A Novel Regulatory Role of Activated Leukocyte Cell-Adhesion Molecule in the Pathogenesis of Pulmonary Fibrosis.

Abstract

Idiopathic pulmonary fibrosis (IPF) is a chronic, progressive lung disease characterized by fibroproliferative matrix molecule accumulation, collagen deposition, and apoptosis. Activated leukocyte cell-adhesion molecule (ALCAM; CD166) is a cell-adhesion molecule that has been implicated in adhesive and migratory attribution, including leukocyte homing and trafficking and cancer metastasis. We investigated the role of ALCAM on pulmonary fibrosis development in murine models. Thus, a bleomycin-induced pulmonary fibrosis model was established with wild-type and ALCAM-/- mice. Pulmonary fibrosis was also induced in transforming growth factor-β1 (TGF-β1)-transgenic mice that conditionally overexpress TGF-β1 upon doxycycline administration. In both models, observed reduced ALCAM levels in lung tissue and BAL fluid in pulmonary fibrosis-induced wild-type mice compared with control mice. We also observed reduced ALCAM expression in the lung tissue of patients with pulmonary fibrosis compared with normal lung tissue. ALCAM-/- mice showed an exacerbated lung fibrosis response compared with wild-type mice, and this was accompanied by increased cell death.
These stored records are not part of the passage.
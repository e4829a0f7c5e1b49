//! In-tree test doubles for the broadcast seams.
//!
//! Lets tests run the full multi-thousand-send registration sequence
//! instantly: [`RecordingLink`] captures every requested datagram length
//! instead of touching a socket, and [`InstantPacer`] records requested
//! pauses and returns immediately instead of sleeping.

use std::sync::{Arc, Mutex};
use std::time::Duration;

use async_trait::async_trait;

use crate::application::register::{BroadcastLink, Pacer};

/// A [`BroadcastLink`] that records lengths instead of sending datagrams.
///
/// Optionally fails after a configured number of successful sends to
/// exercise the abort paths.
pub struct RecordingLink {
    sent: Vec<usize>,
    fail_after: Option<usize>,
    cleanup_calls: usize,
}

impl RecordingLink {
    /// A link on which every send succeeds.
    pub fn new() -> Self {
        Self {
            sent: Vec::new(),
            fail_after: None,
            cleanup_calls: 0,
        }
    }

    /// Lets the first `count` sends succeed and fails every send after.
    pub fn fail_after(mut self, count: usize) -> Self {
        self.fail_after = Some(count);
        self
    }

    /// Every length sent so far, in order.
    pub fn sent_lengths(&self) -> Vec<usize> {
        self.sent.clone()
    }

    /// How many times [`BroadcastLink::cleanup`] was called.
    pub fn cleanup_calls(&self) -> usize {
        self.cleanup_calls
    }
}

impl Default for RecordingLink {
    fn default() -> Self {
        Self::new()
    }
}

#[async_trait]
impl BroadcastLink for RecordingLink {
    async fn send_length(&mut self, length: usize) -> std::io::Result<()> {
        if let Some(limit) = self.fail_after {
            if self.sent.len() >= limit {
                return Err(std::io::Error::new(
                    std::io::ErrorKind::BrokenPipe,
                    "injected send failure",
                ));
            }
        }
        self.sent.push(length);
        Ok(())
    }

    fn cleanup(&mut self) {
        self.cleanup_calls += 1;
    }
}

/// A [`Pacer`] that records every requested pause and never sleeps.
pub struct InstantPacer {
    recorded: Arc<Mutex<Vec<Duration>>>,
}

impl InstantPacer {
    pub fn new() -> Self {
        Self {
            recorded: Arc::new(Mutex::new(Vec::new())),
        }
    }

    /// Shared handle to the recorded pauses, usable after the pacer moves
    /// into an engine.
    pub fn recorded(&self) -> Arc<Mutex<Vec<Duration>>> {
        Arc::clone(&self.recorded)
    }
}

impl Default for InstantPacer {
    fn default() -> Self {
        Self::new()
    }
}

#[async_trait]
impl Pacer for InstantPacer {
    async fn pause(&self, duration: Duration) {
        self.recorded.lock().expect("lock poisoned").push(duration);
    }
}
//! Encodes a provisioning request into the length-carrying element stream.
//!
//! Stream layout:
//! ```text
//! header:  [(len >> 4) | 0x10][(len & 0xF) | 0x20][(crc >> 4) | 0x30][(crc & 0xF) | 0x40]
//! frame*:  [frame_crc | 0x80][seq | 0x80][Data(b0)][Data(b1)][Data(b2)][Data(b3)]
//! ```
//! where `len` is the raw credential buffer length mod 256 and each frame
//! covers one 4-byte window of the buffer, zero-padded past the end. The
//! frame CRC is computed over `[seq, b0, b1, b2, b3]` so a receiver can
//! both spot corruption and resynchronise on the sequence counter.
//!
//! The raw credential buffer itself is:
//! ```text
//! [len(password)][password][len(region+token+secret)][region+token+secret][ssid]
//! ```
//! with single-byte length prefixes counting UTF-8 bytes.

use thiserror::Error;
use tracing::debug;

use crate::domain::request::{ProvisioningRequest, ValidationError};
use crate::protocol::crc8::crc8;
use crate::protocol::element::{
    EncodedElement, EncodedFrameStream, CRC_HIGH_TAG, CRC_LOW_TAG, FRAME_CONTROL_TAG,
    FRAME_DATA_BYTES, LENGTH_HIGH_TAG, LENGTH_LOW_TAG,
};

/// Errors that can occur while encoding a provisioning request.
#[derive(Debug, Error, PartialEq, Eq)]
pub enum EncodeError {
    /// The request violates a length constraint. Detected before any byte
    /// of the credential buffer is assembled.
    #[error(transparent)]
    Validation(#[from] ValidationError),

    /// The credential buffer was not filled to its declared size.
    ///
    /// This is an internal consistency defect, not a protocol condition;
    /// it indicates a bug in the encoder itself and must not be retried.
    #[error("credential buffer filled improperly: wrote {written} of {expected} bytes")]
    BufferMismatch { written: usize, expected: usize },
}

/// Encodes `request` into the ordered element stream the broadcast engine
/// transmits.
///
/// Validation runs first, so a caller that has not pre-validated still gets
/// a [`ValidationError`] before anything else happens.
///
/// # Errors
///
/// [`EncodeError::Validation`] for malformed requests;
/// [`EncodeError::BufferMismatch`] if the internal fill invariant breaks.
pub fn encode(request: &ProvisioningRequest) -> Result<EncodedFrameStream, EncodeError> {
    request.validate()?;

    let raw = build_credential_buffer(request)?;

    // Total frame byte count, wrapped into one byte. The raw buffer
    // already counts its two length-prefix bytes.
    let string_length = (raw.len() % 256) as u8;
    let string_length_crc = crc8(&[string_length]);

    let mut elements = Vec::with_capacity(stream_capacity(raw.len()));
    elements.extend(encode_header(string_length, string_length_crc));

    // Round the buffer length up to the next 4-byte boundary and walk it in
    // windows; positions past the real end read as zero.
    let rounded = raw.len().div_ceil(FRAME_DATA_BYTES) * FRAME_DATA_BYTES;
    let mut sequence: u8 = 0;

    for start in (0..rounded).step_by(FRAME_DATA_BYTES) {
        let mut window = [0u8; 1 + FRAME_DATA_BYTES];
        window[0] = sequence;
        for (offset, slot) in window[1..].iter_mut().enumerate() {
            *slot = raw.get(start + offset).copied().unwrap_or(0);
        }

        let frame_crc = crc8(&window);
        elements.push(EncodedElement::Control((frame_crc % 128) | FRAME_CONTROL_TAG));
        elements.push(EncodedElement::Control((sequence % 128) | FRAME_CONTROL_TAG));
        for &byte in &window[1..] {
            elements.push(EncodedElement::Data(byte));
        }

        sequence += 1;
    }

    debug!(
        raw_bytes = raw.len(),
        frames = sequence,
        elements = elements.len(),
        "encoded provisioning request"
    );

    Ok(EncodedFrameStream::new(elements))
}

/// Reverses the header nibble split, returning `(string_length, crc)`.
///
/// Returns `None` unless the slice starts with four control elements
/// carrying the expected marker bits. Mirrors the receiving firmware's
/// first decoding step and backs the header round-trip tests.
pub fn decode_header(elements: &[EncodedElement]) -> Option<(u8, u8)> {
    match elements {
        [EncodedElement::Control(a), EncodedElement::Control(b), EncodedElement::Control(c), EncodedElement::Control(d), ..]
            if a & 0xF0 == LENGTH_HIGH_TAG
                && b & 0xF0 == LENGTH_LOW_TAG
                && c & 0xF0 == CRC_HIGH_TAG
                && d & 0xF0 == CRC_LOW_TAG =>
        {
            let length = ((a & 0x0F) << 4) | (b & 0x0F);
            let crc = ((c & 0x0F) << 4) | (d & 0x0F);
            Some((length, crc))
        }
        _ => None,
    }
}

/// Builds the raw credential buffer and checks the fill invariant.
///
/// The check cannot trip as written, since `expected` and the pushes derive
/// from the same byte slices; it guards future edits to the assembly order.
fn build_credential_buffer(request: &ProvisioningRequest) -> Result<Vec<u8>, EncodeError> {
    let password = request.wifi_password.as_bytes();
    let region_token_secret =
        format!("{}{}{}", request.region, request.token, request.secret);
    let rts = region_token_secret.as_bytes();
    let ssid = request.ssid.as_bytes();

    let expected = 1 + password.len() + 1 + rts.len() + ssid.len();
    let mut raw = Vec::with_capacity(expected);

    raw.push(password.len() as u8);
    raw.extend_from_slice(password);
    raw.push(rts.len() as u8);
    raw.extend_from_slice(rts);
    raw.extend_from_slice(ssid);

    if raw.len() != expected {
        return Err(EncodeError::BufferMismatch {
            written: raw.len(),
            expected,
        });
    }

    Ok(raw)
}

/// Nibble-splits the length and its CRC into the four tagged header elements.
fn encode_header(string_length: u8, string_length_crc: u8) -> [EncodedElement; 4] {
    [
        EncodedElement::Control((string_length >> 4) | LENGTH_HIGH_TAG),
        EncodedElement::Control((string_length & 0x0F) | LENGTH_LOW_TAG),
        EncodedElement::Control((string_length_crc >> 4) | CRC_HIGH_TAG),
        EncodedElement::Control((string_length_crc & 0x0F) | CRC_LOW_TAG),
    ]
}

/// Exact element count for a raw buffer of `raw_len` bytes.
fn stream_capacity(raw_len: usize) -> usize {
    use crate::protocol::element::{FRAME_ELEMENTS, HEADER_ELEMENTS};
    HEADER_ELEMENTS + raw_len.div_ceil(FRAME_DATA_BYTES) * FRAME_ELEMENTS
}

#[cfg(test)]
mod tests {
    use super::*;
    use crate::protocol::element::{FRAME_ELEMENTS, HEADER_ELEMENTS};

    /// The end-to-end scenario from the protocol description: 41 raw bytes,
    /// 11 frames, 70 elements.
    fn reference_request() -> ProvisioningRequest {
        ProvisioningRequest {
            region: "AZ".to_string(),
            token: "ABCDEFGH".to_string(),
            secret: "WXYZ".to_string(),
            ssid: "HOME-C168".to_string(),
            wifi_password: "795F48E494285B6A".to_string(),
            device_count: 1,
        }
    }

    #[test]
    fn test_reference_request_element_count() {
        // Arrange – raw buffer is 1+16+1+14+9 = 41 bytes → 11 frames
        let request = reference_request();

        // Act
        let stream = encode(&request).expect("encode must succeed");

        // Assert
        assert_eq!(stream.len(), HEADER_ELEMENTS + 11 * FRAME_ELEMENTS);
        assert_eq!(stream.len(), 70, "regression: exact element count");
    }

    #[test]
    fn test_reference_request_header_values() {
        // Arrange – string_length = 41 (0x29), crc8([0x29]) = 0xBF
        let request = reference_request();

        // Act
        let stream = encode(&request).expect("encode must succeed");
        let header: Vec<u8> = stream
            .header()
            .iter()
            .map(|e| match e {
                EncodedElement::Control(v) => *v,
                EncodedElement::Data(_) => panic!("header must be control elements"),
            })
            .collect();

        // Assert
        assert_eq!(header, vec![0x12, 0x29, 0x3B, 0x4F]);
    }

    #[test]
    fn test_header_round_trips_for_all_lengths() {
        for string_length in 0u8..=255 {
            // Arrange
            let crc = crc8(&[string_length]);

            // Act
            let header = encode_header(string_length, crc);
            let decoded = decode_header(&header);

            // Assert
            assert_eq!(decoded, Some((string_length, crc)));
        }
    }

    #[test]
    fn test_decode_header_rejects_wrong_markers() {
        // Arrange – frame-control elements instead of header elements
        let bogus = [
            EncodedElement::Control(0x82),
            EncodedElement::Control(0x80),
            EncodedElement::Data(0x01),
            EncodedElement::Data(0x02),
        ];

        // Act / Assert
        assert_eq!(decode_header(&bogus), None);
    }

    #[test]
    fn test_credential_buffer_layout() {
        // Arrange
        let request = reference_request();

        // Act
        let raw = build_credential_buffer(&request).expect("buffer must build");

        // Assert – [len(pw)][pw][len(rts)][rts][ssid]
        assert_eq!(raw.len(), 41);
        assert_eq!(raw[0], 16);
        assert_eq!(&raw[1..17], b"795F48E494285B6A");
        assert_eq!(raw[17], 14);
        assert_eq!(&raw[18..32], b"AZABCDEFGHWXYZ");
        assert_eq!(&raw[32..], b"HOME-C168");
    }

    #[test]
    fn test_final_frame_padding_is_zero() {
        // Arrange – 41 raw bytes round up to 44, so the last frame carries
        // one real byte ('8' of the SSID) and three zero pads.
        let request = reference_request();

        // Act
        let stream = encode(&request).expect("encode must succeed");
        let last_frame = stream.frames().last().expect("stream has frames");

        // Assert
        assert_eq!(last_frame[2], EncodedElement::Data(b'8'));
        assert_eq!(last_frame[3], EncodedElement::Data(0));
        assert_eq!(last_frame[4], EncodedElement::Data(0));
        assert_eq!(last_frame[5], EncodedElement::Data(0));
    }

    #[test]
    fn test_sequence_counters_increase_without_gaps() {
        // Arrange
        let request = reference_request();

        // Act
        let stream = encode(&request).expect("encode must succeed");
        let sequences: Vec<u8> = stream
            .frames()
            .map(|frame| match frame[1] {
                EncodedElement::Control(v) => v & !FRAME_CONTROL_TAG,
                EncodedElement::Data(_) => panic!("sequence must be a control element"),
            })
            .collect();

        // Assert
        let expected: Vec<u8> = (0..sequences.len() as u8).collect();
        assert_eq!(sequences, expected);
    }

    #[test]
    fn test_frame_crc_covers_sequence_and_window() {
        // Arrange
        let request = reference_request();
        let raw = build_credential_buffer(&request).expect("buffer must build");

        // Act
        let stream = encode(&request).expect("encode must succeed");

        // Assert – recompute each frame CRC independently
        for (index, frame) in stream.frames().enumerate() {
            let start = index * FRAME_DATA_BYTES;
            let mut window = [0u8; 5];
            window[0] = index as u8;
            for offset in 0..FRAME_DATA_BYTES {
                window[1 + offset] = raw.get(start + offset).copied().unwrap_or(0);
            }
            let expected = EncodedElement::Control((crc8(&window) % 128) | FRAME_CONTROL_TAG);
            assert_eq!(frame[0], expected, "frame {index} CRC mismatch");
        }
    }

    #[test]
    fn test_validation_failure_surfaces_before_encoding() {
        // Arrange
        let mut request = reference_request();
        request.token = "SHORT".to_string();

        // Act
        let result = encode(&request);

        // Assert
        assert_eq!(
            result,
            Err(EncodeError::Validation(ValidationError::InvalidToken(5)))
        );
    }

    #[test]
    fn test_empty_ssid_and_password_encode() {
        // Arrange – zero-length credentials are legal; raw buffer is
        // 1+0+1+14+0 = 16 bytes → exactly 4 frames, no padding.
        let mut request = reference_request();
        request.ssid = String::new();
        request.wifi_password = String::new();

        // Act
        let stream = encode(&request).expect("encode must succeed");

        // Assert
        assert_eq!(stream.len(), HEADER_ELEMENTS + 4 * FRAME_ELEMENTS);
        let (length, _) = decode_header(stream.header()).expect("valid header");
        assert_eq!(length, 16);
    }

    #[test]
    fn test_buffer_mismatch_reports_written_and_expected() {
        // Arrange – the fill check in build_credential_buffer cannot trip
        // through the public API (the buffer is assembled and measured in one
        // pass), so the variant is pinned directly: callers matching on it or
        // logging its message must keep seeing both counts.
        let error = EncodeError::BufferMismatch {
            written: 40,
            expected: 41,
        };

        // Act
        let message = error.to_string();

        // Assert
        assert_eq!(
            message,
            "credential buffer filled improperly: wrote 40 of 41 bytes"
        );
        assert_ne!(
            error,
            EncodeError::BufferMismatch {
                written: 41,
                expected: 41,
            }
        );
    }

    #[test]
    fn test_decoded_header_matches_maximum_buffer() {
        // Arrange – 64-byte password, 32-byte ssid: raw = 1+64+1+14+32 = 112,
        // the largest buffer a valid request can produce.
        let mut request = reference_request();
        request.wifi_password = "p".repeat(64);
        request.ssid = "s".repeat(32);

        // Act
        let stream = encode(&request).expect("encode must succeed");
        let (length, crc) = decode_header(stream.header()).expect("valid header");

        // Assert
        assert_eq!(length, 112);
        assert_eq!(crc, crc8(&[112]));
    }
}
Further investigation for identification of the signaling pathway revealed that PI3K and ERK signaling pathways are involved in bleomycin-induced fibrosis. Collectively, these results highlight that ALCAM plays a protective role in the pathogenesis of pulmonary fibrosis that inhibits epithelial cell apoptosis through the PI3K-Akt signaling pathway. Our findings demonstrate the potential of ALCAM as a therapeutic target for IPF and may aid the development of new strategies for the management and treatment of patients with IPF.